Task item: Using the data below, work out how many lines contain the word "crates", then state that number without comment.

Available records:
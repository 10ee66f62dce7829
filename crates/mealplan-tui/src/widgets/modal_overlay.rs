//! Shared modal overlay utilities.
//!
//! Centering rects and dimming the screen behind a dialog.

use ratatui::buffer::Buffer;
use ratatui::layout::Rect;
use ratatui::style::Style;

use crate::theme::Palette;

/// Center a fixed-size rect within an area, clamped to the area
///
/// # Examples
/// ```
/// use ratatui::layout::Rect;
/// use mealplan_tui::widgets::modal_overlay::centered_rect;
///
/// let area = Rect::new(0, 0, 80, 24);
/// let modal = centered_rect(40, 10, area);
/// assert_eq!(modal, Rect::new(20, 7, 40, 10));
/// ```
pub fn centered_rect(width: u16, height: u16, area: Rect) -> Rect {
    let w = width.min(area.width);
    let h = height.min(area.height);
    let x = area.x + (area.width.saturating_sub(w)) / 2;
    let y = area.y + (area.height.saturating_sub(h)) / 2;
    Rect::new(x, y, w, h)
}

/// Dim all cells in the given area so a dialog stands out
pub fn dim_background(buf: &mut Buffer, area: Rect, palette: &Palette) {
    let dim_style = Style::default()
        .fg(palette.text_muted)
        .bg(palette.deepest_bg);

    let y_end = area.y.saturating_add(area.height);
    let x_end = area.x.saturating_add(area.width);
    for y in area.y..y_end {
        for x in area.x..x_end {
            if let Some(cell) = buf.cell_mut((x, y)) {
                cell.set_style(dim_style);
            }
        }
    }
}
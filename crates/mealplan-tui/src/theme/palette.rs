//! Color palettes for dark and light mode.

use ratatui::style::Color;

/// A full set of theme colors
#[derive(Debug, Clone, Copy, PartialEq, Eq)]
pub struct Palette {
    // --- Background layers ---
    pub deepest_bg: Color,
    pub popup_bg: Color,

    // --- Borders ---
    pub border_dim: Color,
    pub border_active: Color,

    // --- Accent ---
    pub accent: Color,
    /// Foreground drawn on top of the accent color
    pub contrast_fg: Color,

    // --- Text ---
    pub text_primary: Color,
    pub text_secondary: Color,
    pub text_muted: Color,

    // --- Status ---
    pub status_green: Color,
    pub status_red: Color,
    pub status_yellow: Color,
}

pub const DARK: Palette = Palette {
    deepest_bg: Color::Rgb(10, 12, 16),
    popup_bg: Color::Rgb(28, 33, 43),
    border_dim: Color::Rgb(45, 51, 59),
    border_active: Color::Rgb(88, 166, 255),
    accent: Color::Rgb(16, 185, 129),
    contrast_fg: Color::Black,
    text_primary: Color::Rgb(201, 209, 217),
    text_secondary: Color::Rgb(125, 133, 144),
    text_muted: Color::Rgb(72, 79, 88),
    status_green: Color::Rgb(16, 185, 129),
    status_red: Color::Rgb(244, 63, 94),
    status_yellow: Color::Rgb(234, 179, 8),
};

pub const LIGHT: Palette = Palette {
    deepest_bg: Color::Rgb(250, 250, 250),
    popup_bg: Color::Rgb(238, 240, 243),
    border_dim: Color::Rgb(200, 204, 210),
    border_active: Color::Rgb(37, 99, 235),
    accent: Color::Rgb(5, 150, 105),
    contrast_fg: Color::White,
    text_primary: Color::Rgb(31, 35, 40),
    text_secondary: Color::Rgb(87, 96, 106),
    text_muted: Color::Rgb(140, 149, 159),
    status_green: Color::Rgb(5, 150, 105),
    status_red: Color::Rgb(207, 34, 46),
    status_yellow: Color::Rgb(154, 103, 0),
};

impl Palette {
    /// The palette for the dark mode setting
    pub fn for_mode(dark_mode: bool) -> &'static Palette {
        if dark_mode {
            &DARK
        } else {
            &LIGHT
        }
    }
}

--

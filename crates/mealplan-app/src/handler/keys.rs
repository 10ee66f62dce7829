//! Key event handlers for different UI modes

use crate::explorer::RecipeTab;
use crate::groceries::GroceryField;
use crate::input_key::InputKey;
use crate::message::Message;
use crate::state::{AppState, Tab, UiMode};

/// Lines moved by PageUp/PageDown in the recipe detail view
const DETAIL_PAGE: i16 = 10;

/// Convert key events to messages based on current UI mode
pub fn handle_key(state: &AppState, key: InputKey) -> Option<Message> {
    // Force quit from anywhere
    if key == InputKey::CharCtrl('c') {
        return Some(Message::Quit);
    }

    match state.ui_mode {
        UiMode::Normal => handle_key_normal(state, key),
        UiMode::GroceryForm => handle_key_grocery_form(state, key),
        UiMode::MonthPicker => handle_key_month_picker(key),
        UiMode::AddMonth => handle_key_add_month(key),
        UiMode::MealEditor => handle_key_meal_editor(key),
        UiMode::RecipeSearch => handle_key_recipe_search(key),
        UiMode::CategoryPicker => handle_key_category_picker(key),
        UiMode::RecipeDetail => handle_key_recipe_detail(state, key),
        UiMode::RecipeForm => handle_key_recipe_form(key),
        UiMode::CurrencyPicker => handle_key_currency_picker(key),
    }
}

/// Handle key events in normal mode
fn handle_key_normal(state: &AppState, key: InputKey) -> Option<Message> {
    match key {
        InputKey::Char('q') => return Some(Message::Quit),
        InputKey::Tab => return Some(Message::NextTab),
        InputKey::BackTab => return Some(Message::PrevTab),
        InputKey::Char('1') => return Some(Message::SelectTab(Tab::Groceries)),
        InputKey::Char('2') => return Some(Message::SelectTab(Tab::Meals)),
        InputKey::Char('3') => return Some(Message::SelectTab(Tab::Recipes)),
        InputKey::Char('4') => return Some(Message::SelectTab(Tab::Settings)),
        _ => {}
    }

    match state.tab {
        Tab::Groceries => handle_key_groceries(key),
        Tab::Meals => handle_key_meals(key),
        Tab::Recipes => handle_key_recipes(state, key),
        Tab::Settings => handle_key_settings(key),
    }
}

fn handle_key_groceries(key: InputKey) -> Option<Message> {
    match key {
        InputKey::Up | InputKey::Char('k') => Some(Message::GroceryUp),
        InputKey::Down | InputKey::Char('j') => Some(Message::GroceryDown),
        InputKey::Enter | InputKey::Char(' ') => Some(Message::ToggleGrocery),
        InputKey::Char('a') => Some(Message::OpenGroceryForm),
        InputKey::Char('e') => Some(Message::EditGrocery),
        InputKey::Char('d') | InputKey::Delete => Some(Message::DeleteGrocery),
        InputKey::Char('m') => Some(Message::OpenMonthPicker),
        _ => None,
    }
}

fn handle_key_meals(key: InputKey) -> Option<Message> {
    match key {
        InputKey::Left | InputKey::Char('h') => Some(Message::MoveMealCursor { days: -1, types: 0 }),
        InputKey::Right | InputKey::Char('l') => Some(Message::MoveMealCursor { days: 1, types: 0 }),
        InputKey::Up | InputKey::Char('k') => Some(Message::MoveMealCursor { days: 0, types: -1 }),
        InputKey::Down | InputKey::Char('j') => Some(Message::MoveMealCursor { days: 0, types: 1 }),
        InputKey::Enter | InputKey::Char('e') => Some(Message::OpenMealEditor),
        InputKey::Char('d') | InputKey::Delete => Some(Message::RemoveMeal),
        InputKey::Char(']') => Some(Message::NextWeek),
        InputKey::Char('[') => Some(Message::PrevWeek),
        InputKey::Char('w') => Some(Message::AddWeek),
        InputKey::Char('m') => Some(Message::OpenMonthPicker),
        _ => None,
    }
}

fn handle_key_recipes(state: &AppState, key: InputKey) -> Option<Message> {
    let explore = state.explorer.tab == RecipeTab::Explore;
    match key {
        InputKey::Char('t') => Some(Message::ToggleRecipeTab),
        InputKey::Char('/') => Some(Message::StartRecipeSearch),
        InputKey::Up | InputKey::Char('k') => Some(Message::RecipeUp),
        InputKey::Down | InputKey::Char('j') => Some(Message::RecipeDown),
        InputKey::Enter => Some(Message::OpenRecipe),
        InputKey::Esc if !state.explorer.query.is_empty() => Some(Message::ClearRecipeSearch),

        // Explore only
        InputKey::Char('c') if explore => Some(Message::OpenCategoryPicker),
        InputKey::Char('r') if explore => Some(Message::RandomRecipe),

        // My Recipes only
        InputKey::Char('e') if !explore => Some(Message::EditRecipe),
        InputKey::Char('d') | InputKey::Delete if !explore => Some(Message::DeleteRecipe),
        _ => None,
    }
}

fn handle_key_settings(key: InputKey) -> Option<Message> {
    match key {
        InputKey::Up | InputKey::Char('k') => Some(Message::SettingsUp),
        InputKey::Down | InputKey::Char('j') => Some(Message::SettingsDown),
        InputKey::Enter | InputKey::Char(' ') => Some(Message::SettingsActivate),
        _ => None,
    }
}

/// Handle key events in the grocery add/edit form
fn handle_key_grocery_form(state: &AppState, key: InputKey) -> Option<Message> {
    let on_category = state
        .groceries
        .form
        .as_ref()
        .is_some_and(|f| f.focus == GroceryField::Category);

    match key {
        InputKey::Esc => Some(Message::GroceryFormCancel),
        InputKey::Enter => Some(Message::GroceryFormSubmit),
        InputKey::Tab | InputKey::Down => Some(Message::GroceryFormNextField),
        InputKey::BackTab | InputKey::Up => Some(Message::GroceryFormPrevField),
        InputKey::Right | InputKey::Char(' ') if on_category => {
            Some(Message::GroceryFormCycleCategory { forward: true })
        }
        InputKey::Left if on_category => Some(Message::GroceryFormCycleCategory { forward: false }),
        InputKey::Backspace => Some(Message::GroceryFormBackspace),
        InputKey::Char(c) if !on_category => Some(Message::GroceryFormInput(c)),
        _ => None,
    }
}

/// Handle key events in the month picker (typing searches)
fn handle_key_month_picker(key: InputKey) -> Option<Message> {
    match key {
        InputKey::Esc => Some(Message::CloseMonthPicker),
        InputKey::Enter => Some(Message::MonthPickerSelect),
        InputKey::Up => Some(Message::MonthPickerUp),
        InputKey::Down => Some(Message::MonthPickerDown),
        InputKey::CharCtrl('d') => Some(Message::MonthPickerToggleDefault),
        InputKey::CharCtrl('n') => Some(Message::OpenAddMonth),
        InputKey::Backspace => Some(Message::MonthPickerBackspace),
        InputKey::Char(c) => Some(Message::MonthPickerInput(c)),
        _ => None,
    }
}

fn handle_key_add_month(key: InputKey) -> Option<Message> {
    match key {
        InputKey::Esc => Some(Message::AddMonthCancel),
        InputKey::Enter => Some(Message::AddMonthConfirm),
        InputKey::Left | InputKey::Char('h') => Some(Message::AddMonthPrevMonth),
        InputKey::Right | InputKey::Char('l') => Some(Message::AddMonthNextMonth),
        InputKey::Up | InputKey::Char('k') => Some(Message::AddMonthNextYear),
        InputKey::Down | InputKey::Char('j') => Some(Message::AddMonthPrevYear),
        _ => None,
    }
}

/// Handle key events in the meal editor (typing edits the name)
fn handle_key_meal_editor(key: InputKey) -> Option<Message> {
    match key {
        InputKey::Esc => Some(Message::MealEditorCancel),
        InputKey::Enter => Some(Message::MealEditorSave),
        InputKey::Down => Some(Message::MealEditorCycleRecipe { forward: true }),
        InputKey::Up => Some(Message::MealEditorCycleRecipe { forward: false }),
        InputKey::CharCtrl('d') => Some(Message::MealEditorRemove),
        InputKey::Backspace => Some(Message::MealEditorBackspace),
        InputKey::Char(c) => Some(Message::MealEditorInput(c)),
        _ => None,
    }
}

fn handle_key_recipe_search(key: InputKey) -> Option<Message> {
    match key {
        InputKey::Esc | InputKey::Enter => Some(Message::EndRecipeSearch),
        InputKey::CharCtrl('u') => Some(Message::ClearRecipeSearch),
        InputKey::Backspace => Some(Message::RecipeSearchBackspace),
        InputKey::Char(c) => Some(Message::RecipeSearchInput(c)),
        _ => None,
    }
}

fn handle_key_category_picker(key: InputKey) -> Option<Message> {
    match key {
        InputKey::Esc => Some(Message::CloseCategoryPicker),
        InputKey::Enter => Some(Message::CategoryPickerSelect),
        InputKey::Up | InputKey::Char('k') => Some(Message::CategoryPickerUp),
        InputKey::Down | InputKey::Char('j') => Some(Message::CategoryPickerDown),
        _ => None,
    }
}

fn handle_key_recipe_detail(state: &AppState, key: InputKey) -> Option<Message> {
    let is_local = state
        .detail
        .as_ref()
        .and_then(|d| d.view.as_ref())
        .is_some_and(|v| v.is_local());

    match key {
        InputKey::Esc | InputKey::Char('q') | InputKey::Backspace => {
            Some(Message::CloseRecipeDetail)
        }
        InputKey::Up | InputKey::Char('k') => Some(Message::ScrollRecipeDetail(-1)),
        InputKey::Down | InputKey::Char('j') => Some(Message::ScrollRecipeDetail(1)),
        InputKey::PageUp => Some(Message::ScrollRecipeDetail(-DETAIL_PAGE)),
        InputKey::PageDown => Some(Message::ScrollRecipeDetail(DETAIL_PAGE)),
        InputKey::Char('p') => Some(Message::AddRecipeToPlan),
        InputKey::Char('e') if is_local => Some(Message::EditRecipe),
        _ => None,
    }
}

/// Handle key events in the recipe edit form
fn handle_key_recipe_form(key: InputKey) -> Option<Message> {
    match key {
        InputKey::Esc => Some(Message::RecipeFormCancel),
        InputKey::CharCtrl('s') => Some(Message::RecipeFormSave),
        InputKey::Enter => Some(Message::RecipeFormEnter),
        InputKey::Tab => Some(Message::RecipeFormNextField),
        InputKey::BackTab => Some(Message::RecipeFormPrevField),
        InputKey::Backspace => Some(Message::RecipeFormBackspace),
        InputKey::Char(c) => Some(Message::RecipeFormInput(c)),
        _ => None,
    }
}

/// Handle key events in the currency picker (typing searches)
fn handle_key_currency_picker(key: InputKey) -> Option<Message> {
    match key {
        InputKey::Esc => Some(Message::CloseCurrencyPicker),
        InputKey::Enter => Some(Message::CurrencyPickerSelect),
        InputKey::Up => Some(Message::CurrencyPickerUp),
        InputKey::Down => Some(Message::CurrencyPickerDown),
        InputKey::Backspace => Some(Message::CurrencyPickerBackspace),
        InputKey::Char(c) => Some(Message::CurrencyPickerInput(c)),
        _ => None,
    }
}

* * *

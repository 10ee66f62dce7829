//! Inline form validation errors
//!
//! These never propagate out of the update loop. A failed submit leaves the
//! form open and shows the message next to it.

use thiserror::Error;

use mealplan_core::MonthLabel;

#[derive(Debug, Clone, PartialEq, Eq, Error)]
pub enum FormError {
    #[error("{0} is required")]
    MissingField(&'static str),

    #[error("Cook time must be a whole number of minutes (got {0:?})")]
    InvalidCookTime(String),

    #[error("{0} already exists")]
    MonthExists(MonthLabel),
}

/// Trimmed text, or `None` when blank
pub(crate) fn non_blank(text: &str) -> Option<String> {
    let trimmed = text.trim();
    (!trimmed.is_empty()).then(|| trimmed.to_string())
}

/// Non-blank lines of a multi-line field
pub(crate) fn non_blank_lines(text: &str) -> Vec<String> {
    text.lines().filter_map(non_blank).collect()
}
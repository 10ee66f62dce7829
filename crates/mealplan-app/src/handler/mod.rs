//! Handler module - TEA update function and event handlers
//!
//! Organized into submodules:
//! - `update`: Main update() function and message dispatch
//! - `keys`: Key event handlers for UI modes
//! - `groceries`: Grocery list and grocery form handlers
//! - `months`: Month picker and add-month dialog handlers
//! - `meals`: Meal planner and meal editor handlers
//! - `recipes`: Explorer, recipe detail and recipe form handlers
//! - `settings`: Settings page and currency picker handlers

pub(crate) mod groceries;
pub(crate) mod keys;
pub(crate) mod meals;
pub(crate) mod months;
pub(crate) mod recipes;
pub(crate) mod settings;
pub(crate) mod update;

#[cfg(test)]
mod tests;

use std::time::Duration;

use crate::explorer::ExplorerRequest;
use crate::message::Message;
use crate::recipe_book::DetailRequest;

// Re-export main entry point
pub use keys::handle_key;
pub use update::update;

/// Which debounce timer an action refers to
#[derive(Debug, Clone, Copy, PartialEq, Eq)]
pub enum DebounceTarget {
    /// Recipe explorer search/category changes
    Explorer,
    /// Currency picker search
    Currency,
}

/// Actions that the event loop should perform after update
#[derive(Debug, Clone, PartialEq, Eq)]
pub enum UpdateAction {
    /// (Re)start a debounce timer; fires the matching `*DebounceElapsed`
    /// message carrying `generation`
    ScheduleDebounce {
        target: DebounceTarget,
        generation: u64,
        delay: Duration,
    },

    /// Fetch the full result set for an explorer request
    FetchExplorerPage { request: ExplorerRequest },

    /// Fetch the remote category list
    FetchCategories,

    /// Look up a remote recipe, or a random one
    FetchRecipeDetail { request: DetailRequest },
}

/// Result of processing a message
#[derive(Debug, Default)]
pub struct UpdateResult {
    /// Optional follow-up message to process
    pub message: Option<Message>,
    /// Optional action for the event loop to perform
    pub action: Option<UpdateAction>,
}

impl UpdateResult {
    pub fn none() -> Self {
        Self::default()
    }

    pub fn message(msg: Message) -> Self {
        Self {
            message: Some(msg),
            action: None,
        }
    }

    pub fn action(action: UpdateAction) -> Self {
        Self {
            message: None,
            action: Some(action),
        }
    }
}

Result for this task: 4